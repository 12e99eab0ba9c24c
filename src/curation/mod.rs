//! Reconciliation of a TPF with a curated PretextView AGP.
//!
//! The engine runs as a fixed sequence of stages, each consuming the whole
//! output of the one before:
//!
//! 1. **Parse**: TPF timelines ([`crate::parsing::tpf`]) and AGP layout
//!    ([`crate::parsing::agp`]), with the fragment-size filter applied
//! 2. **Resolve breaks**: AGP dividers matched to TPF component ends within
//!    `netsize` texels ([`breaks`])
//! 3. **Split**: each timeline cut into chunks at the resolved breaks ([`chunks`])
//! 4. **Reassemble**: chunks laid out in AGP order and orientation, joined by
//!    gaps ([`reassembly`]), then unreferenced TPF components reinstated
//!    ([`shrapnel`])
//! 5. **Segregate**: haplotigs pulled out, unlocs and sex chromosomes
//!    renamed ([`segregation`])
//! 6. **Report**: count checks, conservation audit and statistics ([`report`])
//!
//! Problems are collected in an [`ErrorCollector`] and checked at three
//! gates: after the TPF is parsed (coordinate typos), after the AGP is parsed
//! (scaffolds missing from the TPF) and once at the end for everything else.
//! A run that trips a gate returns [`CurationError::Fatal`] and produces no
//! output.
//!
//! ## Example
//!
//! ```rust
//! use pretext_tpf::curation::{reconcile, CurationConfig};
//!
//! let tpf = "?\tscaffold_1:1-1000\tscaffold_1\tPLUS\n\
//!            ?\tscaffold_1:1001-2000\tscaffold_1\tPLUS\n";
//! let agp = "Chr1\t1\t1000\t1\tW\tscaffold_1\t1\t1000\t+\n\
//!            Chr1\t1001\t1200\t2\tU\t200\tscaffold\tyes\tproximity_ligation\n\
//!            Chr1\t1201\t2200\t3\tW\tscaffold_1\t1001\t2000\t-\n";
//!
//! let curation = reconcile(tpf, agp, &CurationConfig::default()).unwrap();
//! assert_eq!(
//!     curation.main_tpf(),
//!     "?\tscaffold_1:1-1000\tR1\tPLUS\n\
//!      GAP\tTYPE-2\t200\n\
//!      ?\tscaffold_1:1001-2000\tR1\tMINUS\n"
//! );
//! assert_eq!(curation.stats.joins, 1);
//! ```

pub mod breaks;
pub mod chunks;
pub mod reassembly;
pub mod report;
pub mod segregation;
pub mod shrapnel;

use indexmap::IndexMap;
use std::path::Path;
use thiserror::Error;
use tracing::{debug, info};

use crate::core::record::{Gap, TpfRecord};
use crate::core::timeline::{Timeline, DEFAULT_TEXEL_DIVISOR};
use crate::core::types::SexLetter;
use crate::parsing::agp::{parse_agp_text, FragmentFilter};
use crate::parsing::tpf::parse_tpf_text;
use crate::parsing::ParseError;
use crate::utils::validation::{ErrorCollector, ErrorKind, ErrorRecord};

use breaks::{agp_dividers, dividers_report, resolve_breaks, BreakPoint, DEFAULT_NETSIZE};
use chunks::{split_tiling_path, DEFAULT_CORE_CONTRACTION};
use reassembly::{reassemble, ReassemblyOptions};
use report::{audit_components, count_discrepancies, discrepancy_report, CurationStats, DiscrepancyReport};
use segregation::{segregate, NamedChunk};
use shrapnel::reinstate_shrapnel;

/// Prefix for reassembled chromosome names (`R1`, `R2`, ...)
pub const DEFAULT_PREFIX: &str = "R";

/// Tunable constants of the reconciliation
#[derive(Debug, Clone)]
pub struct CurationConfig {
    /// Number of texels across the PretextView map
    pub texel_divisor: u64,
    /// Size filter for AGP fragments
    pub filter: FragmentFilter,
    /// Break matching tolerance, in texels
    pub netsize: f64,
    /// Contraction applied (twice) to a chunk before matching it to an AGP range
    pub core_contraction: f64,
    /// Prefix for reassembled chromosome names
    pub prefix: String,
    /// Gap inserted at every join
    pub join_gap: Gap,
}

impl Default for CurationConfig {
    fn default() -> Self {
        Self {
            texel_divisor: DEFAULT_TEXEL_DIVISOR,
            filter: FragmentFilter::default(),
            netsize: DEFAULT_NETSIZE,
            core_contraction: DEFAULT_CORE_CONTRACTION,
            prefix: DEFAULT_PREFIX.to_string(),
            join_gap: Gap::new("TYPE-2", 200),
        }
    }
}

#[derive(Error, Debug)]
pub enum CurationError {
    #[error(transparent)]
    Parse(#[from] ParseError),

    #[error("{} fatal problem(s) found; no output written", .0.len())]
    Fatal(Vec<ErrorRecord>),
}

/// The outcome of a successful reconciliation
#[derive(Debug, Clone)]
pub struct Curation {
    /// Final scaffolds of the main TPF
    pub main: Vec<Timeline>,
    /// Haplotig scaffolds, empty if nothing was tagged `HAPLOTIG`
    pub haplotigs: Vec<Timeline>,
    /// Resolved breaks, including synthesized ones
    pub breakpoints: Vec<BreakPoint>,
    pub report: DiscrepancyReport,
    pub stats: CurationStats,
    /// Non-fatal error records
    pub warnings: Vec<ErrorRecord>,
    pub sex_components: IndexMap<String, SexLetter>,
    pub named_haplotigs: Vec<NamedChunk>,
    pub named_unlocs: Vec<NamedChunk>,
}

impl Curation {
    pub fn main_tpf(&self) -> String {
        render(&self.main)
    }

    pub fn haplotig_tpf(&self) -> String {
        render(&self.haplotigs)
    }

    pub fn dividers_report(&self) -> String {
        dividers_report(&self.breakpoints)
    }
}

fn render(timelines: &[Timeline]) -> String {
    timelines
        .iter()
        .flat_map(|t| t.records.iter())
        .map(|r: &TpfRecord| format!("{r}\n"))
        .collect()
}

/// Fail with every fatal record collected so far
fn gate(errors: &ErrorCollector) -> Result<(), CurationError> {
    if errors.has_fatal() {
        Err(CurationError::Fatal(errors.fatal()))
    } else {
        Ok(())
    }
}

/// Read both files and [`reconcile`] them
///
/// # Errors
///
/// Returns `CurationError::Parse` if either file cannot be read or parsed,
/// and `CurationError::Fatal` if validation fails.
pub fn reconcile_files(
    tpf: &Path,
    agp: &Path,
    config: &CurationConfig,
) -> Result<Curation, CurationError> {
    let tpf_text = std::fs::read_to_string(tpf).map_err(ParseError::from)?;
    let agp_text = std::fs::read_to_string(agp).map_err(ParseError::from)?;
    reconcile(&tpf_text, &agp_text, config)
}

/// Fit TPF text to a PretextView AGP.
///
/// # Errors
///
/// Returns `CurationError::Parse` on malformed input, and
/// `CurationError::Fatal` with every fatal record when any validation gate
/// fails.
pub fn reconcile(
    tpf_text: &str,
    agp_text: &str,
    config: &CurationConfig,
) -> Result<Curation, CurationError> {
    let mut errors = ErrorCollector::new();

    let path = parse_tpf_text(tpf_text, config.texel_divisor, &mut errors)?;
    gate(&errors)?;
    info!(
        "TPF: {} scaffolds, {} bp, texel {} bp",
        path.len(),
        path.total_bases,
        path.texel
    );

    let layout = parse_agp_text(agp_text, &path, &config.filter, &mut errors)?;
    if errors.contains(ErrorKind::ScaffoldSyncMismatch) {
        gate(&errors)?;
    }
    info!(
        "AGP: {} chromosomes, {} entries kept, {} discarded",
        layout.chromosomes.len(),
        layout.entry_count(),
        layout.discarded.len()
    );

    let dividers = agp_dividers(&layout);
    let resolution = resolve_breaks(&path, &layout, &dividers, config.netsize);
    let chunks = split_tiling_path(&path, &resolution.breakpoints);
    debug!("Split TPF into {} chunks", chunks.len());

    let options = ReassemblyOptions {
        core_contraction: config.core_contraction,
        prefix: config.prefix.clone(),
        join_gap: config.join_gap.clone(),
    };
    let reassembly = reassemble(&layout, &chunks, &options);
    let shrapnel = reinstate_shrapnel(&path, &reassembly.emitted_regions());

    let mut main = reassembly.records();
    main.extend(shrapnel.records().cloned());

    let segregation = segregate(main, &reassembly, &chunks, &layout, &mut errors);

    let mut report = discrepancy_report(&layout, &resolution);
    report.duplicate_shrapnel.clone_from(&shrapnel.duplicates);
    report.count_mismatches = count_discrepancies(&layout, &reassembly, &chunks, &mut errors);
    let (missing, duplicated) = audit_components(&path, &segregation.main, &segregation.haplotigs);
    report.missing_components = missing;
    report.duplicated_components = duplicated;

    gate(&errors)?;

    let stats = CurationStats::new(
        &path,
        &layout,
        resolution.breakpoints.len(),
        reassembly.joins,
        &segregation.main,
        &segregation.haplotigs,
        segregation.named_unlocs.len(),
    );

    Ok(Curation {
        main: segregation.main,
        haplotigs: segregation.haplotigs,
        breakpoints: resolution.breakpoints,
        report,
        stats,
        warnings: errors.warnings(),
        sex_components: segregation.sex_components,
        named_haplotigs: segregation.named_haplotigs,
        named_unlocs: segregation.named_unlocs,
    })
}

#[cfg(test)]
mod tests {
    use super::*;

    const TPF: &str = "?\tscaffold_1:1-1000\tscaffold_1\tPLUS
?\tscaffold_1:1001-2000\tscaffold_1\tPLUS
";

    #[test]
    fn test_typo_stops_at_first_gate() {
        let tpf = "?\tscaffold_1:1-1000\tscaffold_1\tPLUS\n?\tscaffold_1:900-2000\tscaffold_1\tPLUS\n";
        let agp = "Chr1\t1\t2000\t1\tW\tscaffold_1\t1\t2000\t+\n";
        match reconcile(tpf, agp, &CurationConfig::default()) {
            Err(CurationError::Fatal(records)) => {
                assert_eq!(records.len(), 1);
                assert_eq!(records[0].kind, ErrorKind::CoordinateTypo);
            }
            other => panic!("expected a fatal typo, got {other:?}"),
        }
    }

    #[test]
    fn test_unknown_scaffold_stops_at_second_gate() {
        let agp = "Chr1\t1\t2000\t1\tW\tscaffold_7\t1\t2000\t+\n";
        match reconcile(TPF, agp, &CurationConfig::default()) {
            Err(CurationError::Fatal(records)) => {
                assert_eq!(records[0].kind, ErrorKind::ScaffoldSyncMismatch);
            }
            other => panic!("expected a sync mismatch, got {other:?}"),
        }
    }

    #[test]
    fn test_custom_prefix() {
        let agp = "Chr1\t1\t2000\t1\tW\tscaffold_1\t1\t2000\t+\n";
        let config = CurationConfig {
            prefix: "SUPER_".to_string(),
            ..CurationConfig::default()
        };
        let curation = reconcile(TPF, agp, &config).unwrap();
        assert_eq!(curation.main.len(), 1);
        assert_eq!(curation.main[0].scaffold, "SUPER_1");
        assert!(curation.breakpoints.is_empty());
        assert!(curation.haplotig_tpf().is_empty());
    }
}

----

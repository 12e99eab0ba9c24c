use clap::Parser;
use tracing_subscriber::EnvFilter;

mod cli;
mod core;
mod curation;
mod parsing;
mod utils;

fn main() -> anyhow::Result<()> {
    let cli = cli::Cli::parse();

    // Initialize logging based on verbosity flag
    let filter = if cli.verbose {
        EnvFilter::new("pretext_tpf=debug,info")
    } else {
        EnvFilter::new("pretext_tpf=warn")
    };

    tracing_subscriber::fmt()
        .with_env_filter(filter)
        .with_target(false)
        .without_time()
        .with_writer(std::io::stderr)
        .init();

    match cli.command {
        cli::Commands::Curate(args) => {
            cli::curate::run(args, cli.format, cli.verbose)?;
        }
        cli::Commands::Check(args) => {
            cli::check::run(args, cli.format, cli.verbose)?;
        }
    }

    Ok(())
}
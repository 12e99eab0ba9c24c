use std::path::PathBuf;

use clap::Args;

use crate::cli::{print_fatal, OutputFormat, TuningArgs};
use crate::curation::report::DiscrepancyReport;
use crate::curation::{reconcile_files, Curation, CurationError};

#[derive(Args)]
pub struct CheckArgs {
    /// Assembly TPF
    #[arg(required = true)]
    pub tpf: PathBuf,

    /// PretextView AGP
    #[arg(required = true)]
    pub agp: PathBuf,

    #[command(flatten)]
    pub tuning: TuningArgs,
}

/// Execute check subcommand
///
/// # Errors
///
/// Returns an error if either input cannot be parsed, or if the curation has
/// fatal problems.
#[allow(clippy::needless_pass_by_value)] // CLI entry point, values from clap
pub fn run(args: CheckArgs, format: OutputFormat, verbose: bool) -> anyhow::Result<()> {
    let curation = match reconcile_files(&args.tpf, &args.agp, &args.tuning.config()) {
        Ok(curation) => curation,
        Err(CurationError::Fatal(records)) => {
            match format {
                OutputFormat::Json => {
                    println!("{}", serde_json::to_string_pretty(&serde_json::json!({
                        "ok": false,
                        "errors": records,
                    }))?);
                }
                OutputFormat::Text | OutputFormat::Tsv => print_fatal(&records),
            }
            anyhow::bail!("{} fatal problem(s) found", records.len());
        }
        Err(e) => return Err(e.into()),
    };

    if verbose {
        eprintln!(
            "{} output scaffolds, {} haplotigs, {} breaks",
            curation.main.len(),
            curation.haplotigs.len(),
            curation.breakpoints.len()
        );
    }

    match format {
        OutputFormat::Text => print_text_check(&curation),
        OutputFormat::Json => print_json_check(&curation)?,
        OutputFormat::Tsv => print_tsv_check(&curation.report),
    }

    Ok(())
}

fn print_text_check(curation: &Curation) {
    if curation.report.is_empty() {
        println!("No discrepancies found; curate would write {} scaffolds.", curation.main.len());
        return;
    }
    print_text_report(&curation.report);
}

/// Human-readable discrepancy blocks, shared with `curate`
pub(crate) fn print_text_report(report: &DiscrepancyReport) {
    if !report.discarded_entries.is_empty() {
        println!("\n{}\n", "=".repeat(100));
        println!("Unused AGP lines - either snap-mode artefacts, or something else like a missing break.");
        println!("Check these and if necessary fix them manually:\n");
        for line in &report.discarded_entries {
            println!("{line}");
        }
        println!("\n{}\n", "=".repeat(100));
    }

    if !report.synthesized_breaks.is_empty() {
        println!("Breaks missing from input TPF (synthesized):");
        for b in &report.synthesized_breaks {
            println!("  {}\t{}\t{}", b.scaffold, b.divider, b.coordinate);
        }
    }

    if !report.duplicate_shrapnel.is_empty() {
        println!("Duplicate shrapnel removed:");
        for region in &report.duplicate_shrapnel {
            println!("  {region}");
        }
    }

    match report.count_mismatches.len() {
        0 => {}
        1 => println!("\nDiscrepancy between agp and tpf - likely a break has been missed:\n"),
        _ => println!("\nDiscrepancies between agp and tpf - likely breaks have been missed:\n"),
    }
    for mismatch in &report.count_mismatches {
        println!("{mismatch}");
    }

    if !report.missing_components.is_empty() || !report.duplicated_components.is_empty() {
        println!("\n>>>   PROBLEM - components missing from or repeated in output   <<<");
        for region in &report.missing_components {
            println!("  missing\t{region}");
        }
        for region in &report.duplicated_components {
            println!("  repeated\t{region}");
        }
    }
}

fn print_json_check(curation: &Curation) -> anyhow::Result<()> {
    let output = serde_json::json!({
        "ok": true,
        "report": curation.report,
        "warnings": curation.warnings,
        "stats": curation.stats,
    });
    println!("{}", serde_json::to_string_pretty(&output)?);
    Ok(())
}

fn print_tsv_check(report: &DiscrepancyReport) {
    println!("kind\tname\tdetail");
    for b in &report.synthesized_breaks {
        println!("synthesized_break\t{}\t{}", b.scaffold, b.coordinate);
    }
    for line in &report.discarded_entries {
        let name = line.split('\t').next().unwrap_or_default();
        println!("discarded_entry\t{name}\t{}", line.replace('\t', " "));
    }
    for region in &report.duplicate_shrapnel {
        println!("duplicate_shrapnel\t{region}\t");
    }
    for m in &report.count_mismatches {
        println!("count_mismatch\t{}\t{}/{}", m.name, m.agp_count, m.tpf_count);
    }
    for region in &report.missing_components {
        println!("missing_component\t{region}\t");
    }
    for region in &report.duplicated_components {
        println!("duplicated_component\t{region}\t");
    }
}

----

HOW TO COMPLETE THIS TASK: Please give the number of lines in the data where "Commands" appears, without any other words.

SOLVED PROBLEM: 2